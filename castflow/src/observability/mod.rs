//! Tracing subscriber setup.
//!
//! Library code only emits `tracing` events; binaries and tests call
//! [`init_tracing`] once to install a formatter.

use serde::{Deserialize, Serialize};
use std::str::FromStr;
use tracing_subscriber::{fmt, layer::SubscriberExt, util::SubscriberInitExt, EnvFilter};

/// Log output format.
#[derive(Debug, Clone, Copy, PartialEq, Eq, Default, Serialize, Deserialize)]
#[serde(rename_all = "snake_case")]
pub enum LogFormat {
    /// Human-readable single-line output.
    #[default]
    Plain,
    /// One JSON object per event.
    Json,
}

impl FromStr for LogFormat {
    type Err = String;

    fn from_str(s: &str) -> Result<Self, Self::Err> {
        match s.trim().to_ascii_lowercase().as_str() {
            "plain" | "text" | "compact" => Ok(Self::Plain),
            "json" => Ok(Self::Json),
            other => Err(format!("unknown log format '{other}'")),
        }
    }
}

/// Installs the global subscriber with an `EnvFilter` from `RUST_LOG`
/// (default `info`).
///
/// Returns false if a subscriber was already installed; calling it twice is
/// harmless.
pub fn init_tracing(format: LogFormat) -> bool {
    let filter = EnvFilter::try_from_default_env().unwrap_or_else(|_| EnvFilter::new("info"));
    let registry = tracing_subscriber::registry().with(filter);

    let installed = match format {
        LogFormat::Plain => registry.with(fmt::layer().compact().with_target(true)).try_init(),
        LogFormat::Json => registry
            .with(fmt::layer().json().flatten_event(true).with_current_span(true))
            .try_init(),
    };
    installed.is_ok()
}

:: TASK BRIEF ::
All lines from the one containing "LogFormat::Json => registry" through the final line of the records above are to be set down exactly, and no other line is to appear.

:: RESULT OF THIS TASK ::
        LogFormat::Json => registry
            .with(fmt::layer().json().flatten_event(true).with_current_span(true))
            .try_init(),
    };
    installed.is_ok()
}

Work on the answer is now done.